Stored items from a collection
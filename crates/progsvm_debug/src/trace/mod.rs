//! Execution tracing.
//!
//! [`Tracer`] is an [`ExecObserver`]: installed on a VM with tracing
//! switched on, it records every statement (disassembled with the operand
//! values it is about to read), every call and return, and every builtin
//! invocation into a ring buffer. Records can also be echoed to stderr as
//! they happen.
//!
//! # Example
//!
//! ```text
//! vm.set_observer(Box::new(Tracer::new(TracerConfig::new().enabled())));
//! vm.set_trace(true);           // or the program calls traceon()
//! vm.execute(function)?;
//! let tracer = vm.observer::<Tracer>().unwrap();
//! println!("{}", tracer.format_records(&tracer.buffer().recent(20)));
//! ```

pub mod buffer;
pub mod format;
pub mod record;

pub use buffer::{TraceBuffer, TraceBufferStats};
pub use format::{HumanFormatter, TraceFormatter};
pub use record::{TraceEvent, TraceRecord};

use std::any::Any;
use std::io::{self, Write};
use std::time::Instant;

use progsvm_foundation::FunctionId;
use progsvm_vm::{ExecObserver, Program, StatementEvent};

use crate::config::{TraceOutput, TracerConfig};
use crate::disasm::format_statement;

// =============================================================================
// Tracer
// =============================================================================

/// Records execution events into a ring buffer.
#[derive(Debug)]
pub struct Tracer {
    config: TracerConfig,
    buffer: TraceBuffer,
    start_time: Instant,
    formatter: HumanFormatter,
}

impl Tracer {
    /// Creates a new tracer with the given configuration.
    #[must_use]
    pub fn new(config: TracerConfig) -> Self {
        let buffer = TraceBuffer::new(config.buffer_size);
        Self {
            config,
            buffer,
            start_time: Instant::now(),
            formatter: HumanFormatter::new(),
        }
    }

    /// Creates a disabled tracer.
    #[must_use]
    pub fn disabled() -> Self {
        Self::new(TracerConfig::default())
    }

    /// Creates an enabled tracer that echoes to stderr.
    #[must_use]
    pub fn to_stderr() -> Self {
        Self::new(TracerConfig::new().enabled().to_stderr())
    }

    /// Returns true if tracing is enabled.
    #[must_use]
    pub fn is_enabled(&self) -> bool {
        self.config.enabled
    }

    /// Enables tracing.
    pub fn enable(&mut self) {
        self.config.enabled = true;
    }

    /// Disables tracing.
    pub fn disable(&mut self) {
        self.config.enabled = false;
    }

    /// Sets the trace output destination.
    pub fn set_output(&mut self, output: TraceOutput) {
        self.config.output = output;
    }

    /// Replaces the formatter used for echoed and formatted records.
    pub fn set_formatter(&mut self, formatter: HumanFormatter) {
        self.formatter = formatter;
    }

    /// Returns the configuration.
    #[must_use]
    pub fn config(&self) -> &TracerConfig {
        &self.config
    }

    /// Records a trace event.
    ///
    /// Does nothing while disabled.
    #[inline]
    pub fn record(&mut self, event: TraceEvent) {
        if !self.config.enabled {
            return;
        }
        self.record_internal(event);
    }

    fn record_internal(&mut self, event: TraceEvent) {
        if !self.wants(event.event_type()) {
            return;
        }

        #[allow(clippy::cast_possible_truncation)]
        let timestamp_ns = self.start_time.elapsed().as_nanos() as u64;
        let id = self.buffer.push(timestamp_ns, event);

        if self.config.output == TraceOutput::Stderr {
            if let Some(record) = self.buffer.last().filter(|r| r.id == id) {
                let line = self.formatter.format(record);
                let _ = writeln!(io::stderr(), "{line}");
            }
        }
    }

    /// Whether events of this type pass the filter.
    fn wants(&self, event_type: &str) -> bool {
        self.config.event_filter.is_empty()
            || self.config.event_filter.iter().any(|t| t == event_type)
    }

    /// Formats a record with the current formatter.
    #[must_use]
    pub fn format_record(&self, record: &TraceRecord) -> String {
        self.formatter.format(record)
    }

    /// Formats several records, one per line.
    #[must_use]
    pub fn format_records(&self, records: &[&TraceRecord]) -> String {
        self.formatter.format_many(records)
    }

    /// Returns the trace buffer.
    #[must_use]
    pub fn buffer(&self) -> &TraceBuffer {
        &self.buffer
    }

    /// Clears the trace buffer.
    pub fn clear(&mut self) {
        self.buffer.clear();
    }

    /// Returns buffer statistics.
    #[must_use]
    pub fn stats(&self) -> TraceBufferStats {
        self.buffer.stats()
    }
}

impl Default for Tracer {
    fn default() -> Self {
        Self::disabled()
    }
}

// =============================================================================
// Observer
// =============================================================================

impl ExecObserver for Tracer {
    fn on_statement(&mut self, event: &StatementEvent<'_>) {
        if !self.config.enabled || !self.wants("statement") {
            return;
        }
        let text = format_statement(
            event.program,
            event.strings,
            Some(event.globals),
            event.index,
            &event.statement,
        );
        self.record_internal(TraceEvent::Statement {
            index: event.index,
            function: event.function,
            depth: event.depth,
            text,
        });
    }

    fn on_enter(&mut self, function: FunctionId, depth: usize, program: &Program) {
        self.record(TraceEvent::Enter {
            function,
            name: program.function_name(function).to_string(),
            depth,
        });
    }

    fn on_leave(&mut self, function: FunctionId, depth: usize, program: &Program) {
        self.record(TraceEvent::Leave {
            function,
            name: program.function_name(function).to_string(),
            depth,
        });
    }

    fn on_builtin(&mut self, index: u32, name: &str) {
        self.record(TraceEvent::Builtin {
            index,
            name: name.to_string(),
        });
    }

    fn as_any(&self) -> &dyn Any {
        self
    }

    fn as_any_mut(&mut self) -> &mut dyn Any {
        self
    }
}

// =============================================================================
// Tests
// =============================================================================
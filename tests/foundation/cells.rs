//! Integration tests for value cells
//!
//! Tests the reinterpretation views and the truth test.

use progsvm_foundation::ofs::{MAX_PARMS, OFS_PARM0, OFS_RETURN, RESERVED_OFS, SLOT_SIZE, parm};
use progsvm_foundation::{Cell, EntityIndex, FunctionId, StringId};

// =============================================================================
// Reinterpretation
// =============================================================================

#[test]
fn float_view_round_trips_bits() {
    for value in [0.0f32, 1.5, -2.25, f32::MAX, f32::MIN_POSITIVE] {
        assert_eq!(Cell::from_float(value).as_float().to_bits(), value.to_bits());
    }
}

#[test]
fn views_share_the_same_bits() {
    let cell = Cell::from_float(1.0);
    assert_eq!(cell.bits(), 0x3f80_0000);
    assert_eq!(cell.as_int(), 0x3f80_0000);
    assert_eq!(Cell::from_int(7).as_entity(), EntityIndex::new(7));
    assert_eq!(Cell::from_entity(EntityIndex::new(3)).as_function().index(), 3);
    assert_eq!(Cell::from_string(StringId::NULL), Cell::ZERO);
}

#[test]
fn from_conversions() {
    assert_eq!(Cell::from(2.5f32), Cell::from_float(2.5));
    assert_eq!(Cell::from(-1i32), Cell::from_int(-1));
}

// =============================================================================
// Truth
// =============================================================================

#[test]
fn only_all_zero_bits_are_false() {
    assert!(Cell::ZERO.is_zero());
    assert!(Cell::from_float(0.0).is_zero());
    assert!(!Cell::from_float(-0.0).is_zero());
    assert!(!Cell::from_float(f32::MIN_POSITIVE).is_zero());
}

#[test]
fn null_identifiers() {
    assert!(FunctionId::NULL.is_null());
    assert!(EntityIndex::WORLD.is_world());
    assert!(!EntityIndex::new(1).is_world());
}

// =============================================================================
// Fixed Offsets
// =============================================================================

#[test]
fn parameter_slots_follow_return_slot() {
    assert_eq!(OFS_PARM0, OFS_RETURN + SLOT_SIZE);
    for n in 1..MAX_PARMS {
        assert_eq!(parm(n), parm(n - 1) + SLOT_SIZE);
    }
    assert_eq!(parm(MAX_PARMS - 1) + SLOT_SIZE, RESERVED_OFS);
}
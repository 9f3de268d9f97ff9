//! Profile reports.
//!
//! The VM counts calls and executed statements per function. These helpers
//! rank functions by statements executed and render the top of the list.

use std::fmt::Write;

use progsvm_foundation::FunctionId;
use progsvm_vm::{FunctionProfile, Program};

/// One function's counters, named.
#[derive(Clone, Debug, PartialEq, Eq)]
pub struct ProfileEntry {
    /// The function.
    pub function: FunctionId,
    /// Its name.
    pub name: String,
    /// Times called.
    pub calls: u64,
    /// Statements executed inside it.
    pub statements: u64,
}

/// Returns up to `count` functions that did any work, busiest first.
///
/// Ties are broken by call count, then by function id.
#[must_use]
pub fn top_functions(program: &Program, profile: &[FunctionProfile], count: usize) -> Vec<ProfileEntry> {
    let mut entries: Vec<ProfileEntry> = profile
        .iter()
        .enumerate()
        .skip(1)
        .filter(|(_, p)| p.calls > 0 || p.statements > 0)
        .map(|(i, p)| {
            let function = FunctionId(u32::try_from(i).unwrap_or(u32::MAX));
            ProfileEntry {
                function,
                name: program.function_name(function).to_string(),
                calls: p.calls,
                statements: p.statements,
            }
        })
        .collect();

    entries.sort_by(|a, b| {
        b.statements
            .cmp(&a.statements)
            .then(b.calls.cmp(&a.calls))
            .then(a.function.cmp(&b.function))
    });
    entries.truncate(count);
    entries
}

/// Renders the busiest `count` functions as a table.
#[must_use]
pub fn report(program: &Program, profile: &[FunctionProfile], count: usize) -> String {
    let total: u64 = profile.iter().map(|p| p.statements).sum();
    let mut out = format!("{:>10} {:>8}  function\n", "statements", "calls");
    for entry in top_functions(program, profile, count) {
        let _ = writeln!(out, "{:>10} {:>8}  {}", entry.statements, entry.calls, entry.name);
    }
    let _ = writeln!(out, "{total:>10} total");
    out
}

* * *

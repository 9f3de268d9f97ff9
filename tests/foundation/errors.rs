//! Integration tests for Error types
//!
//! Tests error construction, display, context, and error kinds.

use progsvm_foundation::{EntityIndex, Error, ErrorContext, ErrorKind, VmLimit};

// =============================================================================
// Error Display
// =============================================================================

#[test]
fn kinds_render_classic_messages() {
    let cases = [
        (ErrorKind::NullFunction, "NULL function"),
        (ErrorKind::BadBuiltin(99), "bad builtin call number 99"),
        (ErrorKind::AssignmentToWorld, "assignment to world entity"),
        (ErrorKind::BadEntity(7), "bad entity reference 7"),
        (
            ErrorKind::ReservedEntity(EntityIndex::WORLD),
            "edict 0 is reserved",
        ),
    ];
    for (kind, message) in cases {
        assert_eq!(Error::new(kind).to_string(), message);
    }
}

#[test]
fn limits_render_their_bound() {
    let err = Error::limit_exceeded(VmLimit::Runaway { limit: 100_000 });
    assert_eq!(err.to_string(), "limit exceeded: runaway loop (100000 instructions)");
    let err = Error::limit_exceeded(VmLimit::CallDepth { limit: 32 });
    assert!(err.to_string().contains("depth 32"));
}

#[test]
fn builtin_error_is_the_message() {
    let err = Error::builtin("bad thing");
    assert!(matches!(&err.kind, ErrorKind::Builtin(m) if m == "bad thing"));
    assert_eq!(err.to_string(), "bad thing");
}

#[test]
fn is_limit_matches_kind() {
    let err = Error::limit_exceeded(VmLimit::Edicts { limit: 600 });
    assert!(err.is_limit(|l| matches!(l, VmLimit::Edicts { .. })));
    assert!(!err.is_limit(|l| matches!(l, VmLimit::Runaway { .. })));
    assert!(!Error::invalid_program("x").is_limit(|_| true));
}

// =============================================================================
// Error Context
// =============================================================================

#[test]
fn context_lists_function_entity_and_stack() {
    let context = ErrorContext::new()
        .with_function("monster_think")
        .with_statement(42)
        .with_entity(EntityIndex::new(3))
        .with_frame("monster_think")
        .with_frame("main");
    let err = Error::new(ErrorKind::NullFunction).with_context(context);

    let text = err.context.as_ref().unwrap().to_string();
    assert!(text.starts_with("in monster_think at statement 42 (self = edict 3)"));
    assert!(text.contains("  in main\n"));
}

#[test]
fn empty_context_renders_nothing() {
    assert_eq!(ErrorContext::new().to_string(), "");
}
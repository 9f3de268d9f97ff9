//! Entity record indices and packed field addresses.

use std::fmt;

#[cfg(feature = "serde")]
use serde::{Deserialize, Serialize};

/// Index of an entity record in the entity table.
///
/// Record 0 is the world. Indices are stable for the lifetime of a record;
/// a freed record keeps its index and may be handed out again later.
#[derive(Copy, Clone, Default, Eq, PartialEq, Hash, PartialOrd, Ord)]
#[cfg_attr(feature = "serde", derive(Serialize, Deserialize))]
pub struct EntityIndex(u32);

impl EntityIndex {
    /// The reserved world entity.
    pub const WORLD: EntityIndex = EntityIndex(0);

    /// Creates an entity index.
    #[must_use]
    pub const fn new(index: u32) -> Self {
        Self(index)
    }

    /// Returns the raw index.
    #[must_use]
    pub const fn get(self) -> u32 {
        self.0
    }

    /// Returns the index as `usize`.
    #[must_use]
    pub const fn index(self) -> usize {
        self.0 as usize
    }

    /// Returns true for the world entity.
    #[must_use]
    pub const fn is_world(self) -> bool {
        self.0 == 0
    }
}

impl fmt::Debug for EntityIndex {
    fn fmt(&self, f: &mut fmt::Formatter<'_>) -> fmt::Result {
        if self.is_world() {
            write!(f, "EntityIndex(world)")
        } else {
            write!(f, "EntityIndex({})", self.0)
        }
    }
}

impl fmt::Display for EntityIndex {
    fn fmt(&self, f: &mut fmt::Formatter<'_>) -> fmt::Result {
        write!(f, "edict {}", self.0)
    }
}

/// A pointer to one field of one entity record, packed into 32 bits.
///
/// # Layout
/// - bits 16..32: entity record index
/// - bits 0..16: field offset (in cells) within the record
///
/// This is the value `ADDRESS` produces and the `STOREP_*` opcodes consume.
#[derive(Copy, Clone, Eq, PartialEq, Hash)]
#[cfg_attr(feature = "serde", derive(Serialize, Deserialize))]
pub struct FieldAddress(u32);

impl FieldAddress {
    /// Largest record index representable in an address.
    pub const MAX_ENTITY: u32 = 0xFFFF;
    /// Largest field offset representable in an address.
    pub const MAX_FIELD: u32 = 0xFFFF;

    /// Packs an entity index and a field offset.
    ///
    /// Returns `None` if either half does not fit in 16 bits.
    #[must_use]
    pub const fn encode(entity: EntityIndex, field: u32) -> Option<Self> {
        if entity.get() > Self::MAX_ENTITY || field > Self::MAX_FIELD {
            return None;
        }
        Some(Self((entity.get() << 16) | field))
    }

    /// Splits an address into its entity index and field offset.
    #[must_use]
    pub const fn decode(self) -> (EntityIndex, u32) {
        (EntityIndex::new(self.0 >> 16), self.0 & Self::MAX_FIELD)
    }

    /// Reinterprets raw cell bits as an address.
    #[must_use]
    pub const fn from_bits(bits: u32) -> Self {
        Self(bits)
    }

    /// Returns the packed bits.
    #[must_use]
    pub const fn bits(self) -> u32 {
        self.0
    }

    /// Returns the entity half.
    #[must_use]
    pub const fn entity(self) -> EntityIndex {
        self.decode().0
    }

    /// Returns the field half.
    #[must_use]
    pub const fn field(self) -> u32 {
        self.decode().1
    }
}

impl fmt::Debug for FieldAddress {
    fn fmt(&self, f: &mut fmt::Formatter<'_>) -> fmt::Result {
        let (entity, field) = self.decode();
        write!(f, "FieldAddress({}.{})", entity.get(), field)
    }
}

Work instruction
Within the data above, the lines from the one with "filename crates/progsvm_debug/src/trace/mod.rs" to the one with "and every builtin" must be repeated exactly; no other line belongs in the answer.

Response below
filename crates/progsvm_debug/src/trace/mod.rs
//! Execution tracing.
//!
//! [`Tracer`] is an [`ExecObserver`]: installed on a VM with tracing
//! switched on, it records every statement (disassembled with the operand
//! values it is about to read), every call and return, and every builtin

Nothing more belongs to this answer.